The second set of studies, published in Alimentary Pharmacology & Therapeutics in the '90s, found the relationship between coffee consumption and your gastrointestinal health might have more to do with caffeine than the coffee acid level. That paper also links to many more recent studies that failed to find a link between coffee and gastrointestinal discomfort, as well as others that showed coffee's many other health benefits. So, even for experts, it's hard to answer the question of whether acidic coffee is actually bad for your gastrointestinal tract with anything more than a qualified ¯(ツ)/¯.
So if you're a coffee drinker, our best advice comes, you guessed it, from the 16th-century Swiss scientist Paracelsus, who famously wrote "All things are poison, and nothing is without poison, the dosage alone makes it so a thing is not a poison." If you're sure drinking coffee's got your tummy acting up, the safest bet is to drink just a little less of it. And when comparing acid content in different types of coffee, remember that the amount you're drinking matters. Even if you're sure that cold brew treats you better than a hot, dark roast coffee, a 32-ounce big gulp of cold brew will impact you more than a 12 oz cup of hot coffee in every way. Learn more about cold brew caffeine.
The Importance of Coffee Acidity
Acidity when it comes to regular coffee is, of course, not just a health-related concept. And many people’s preferences for a colder brew or darker roast are based on avoiding what is perceived as sourness. Coffee professionals do use the term acidity mostly with a positive connotation and sourness with a negative connotation, but the concepts are absolutely related.
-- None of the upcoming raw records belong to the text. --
//! `dashino health`, `dashino check`, `dashino test`.

use serde::Serialize;

use dashino_core::{CoreError, Dashino, Probe, verify_connection};

use crate::cli::GlobalOpts;
use crate::commands::util::Outcome;
use crate::error::CliError;
use crate::output;

pub async fn health(dash: &Dashino, global: &GlobalOpts) -> Result<(), CliError> {
    dash.client()
        .check_health()
        .await
        .map_err(|e| CoreError::from_api("health check", e))?;
    Outcome::new("health", dash.client().health_url().to_string()).print(global);
    Ok(())
}

#[derive(Debug, Serialize)]
struct CheckReport<'a> {
    base_url: &'a str,
    probe: Probe,
}

pub async fn check(dash: &Dashino, global: &GlobalOpts) -> Result<(), CliError> {
    let base_url = dash.client().base_url();
    let probe = verify_connection(dash.client(), Some(&dash.defaults().source))
        .await
        .map_err(|e| CliError::from_verify(e, base_url))?;

    let report = CheckReport { base_url, probe };
    let mark = output::check_mark(global.color);
    let out = output::render_single(
        global.output,
        &report,
        |r| {
            let via = match r.probe {
                Probe::Health => "/api/health",
                Probe::StateApi => "state API round trip",
            };
            format!("{mark} {} reachable (verified via {via})", r.base_url)
        },
        |r| r.base_url.to_owned(),
    );
    output::print_output(&out, global.quiet);
    Ok(())
}

pub async fn test(dash: &Dashino, global: &GlobalOpts) -> Result<(), CliError> {
    let source = global
        .source
        .as_deref()
        .filter(|s| !s.is_empty())
        .unwrap_or(&dash.defaults().source);
    dash.client()
        .test_connectivity(Some(source))
        .await
        .map_err(|e| CoreError::from_api("connectivity test", e))?;
    Outcome::new("test", dash.client().webhook_url(source).to_string()).print(global);
    Ok(())
}
// ── Session registry ──
//
// Entry id → live session. Owned by whoever hosts the entries; there is no
// global instance.

use std::sync::Arc;

use dashino_config::ResolvedSettings;
use dashmap::DashMap;
use tracing::{debug, info};

use crate::error::CoreError;
use crate::services::Dashino;

#[derive(Debug, Default)]
pub struct SessionRegistry {
    sessions: DashMap<String, Arc<Dashino>>,
}

impl SessionRegistry {
    pub fn new() -> Self {
        Self::default()
    }

    /// Register a session, returning the one it replaced.
    pub fn insert(
        &self,
        entry_id: impl Into<String>,
        session: Arc<Dashino>,
    ) -> Option<Arc<Dashino>> {
        let entry_id = entry_id.into();
        debug!(entry_id = %entry_id, "registering Dashino session");
        self.sessions.insert(entry_id, session)
    }

    /// Build a session from settings and register it under `entry_id`.
    pub fn setup(
        &self,
        entry_id: impl Into<String>,
        settings: &ResolvedSettings,
        http: Option<reqwest::Client>,
    ) -> Result<Arc<Dashino>, CoreError> {
        let entry_id = entry_id.into();
        let session = Arc::new(Dashino::from_settings(settings, http)?);
        info!(
            entry_id = %entry_id,
            base_url = %session.client().base_url(),
            "Dashino entry set up"
        );
        self.insert(entry_id, Arc::clone(&session));
        Ok(session)
    }

    /// Tear down an entry. In-flight calls keep their own `Arc`.
    pub fn remove(&self, entry_id: &str) -> Option<Arc<Dashino>> {
        let removed = self.sessions.remove(entry_id).map(|(_, s)| s);
        if removed.is_some() {
            info!(entry_id, "Dashino entry unloaded");
        }
        removed
    }

    pub fn get(&self, entry_id: &str) -> Option<Arc<Dashino>> {
        self.sessions.get(entry_id).map(|s| Arc::clone(s.value()))
    }

    pub fn contains(&self, entry_id: &str) -> bool {
        self.sessions.contains_key(entry_id)
    }

    pub fn len(&self) -> usize {
        self.sessions.len()
    }

    pub fn is_empty(&self) -> bool {
        self.sessions.is_empty()
    }

    /// Registered entry ids, sorted.
    pub fn ids(&self) -> Vec<String> {
        let mut ids: Vec<String> = self.sessions.iter().map(|e| e.key().clone()).collect();
        ids.sort();
        ids
    }
}

#[cfg(test)]
mod tests {
    #![allow(clippy::unwrap_used)]

    use dashino_config::{Settings, validate};

    use super::*;

    fn settings(base_url: &str) -> ResolvedSettings {
        validate(&Settings {
            base_url: Some(base_url.into()),
            ..Settings::default()
        })
        .unwrap()
    }

    #[test]
    fn insert_get_remove() {
        let registry = SessionRegistry::new();
        assert!(registry.is_empty());

        let http = reqwest::Client::new();
        let first = registry
            .setup("entry-a", &settings("http://a.local"), Some(http.clone()))
            .unwrap();
        registry
            .setup("entry-b", &settings("http://b.local"), Some(http))
            .unwrap();

        assert_eq!(registry.len(), 2);
        assert_eq!(registry.ids(), vec!["entry-a", "entry-b"]);
        assert!(Arc::ptr_eq(&registry.get("entry-a").unwrap(), &first));

        let removed = registry.remove("entry-a").unwrap();
        assert_eq!(removed.client().base_url(), "http://a.local");
        assert!(!registry.contains("entry-a"));
        assert!(registry.remove("entry-a").is_none());
        assert_eq!(registry.len(), 1);
    }

    #[test]
    fn insert_returns_replaced_session() {
        let registry = SessionRegistry::new();
        let http = reqwest::Client::new();
        let session = |url: &str, http: reqwest::Client| {
            Arc::new(Dashino::from_settings(&settings(url), Some(http)).unwrap())
        };
        let old = session("http://old.local", http.clone());
        let new = session("http://new.local", http);

        assert!(registry.insert("entry", old).is_none());
        let replaced = registry.insert("entry", new).unwrap();
        assert_eq!(replaced.client().base_url(), "http://old.local");
        assert_eq!(
            registry.get("entry").unwrap().client().base_url(),
            "http://new.local"
        );
    }
}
While occasionally there are coffees that either because of a defect or a roasting choice can have out-of-balance sour flavors, a pleasant, in-balance tartness can make drinking coffee truly delicious.
Acidity is so important that when evaluating coffee for purchase on specialty coffee’s official scoring form, the quality of the acidity is worth as many points as aroma, body, and even “flavor” in general. If you want to dive into the deep end, coffees from Kenya are most identified with big acidity, and are because of that, a common favorite for any coffee lover. Most high-quality coffees though, especially medium or lighter roasts, will have some trace of perceived acidity to them. Next time you shop coffee and leisurely enjoy a cup, look for that trace of tartness and how it enhances the other flavors in your cup. You'll start noticing the different types of acidic coffee flavors, such as malic acid (found, amongst other things, in apples), tartaric acid(found in grapes), and citric acid (yup).
Another group of acids found in coffee is chlorogenic acid, which brings us to one of our favorite coffee brewing tips (or really post-brewing). Chlorogenic acid breaks down into quinic acid (which you might know from tonic water) and caffeic acids. Those two can result in the bitter flavor we don’t love in coffee and that breakdown happens more at a higher coffee brewing temperature. The actionable info: if your coffee brewing machine comes with a hot plate, you might want to take your coffee pot off of it after brewing. Hot coffee is wonderful for sure, but if you let it cool naturally (or just brew a small enough amount to finish sooner rather than later) it will probably taste better!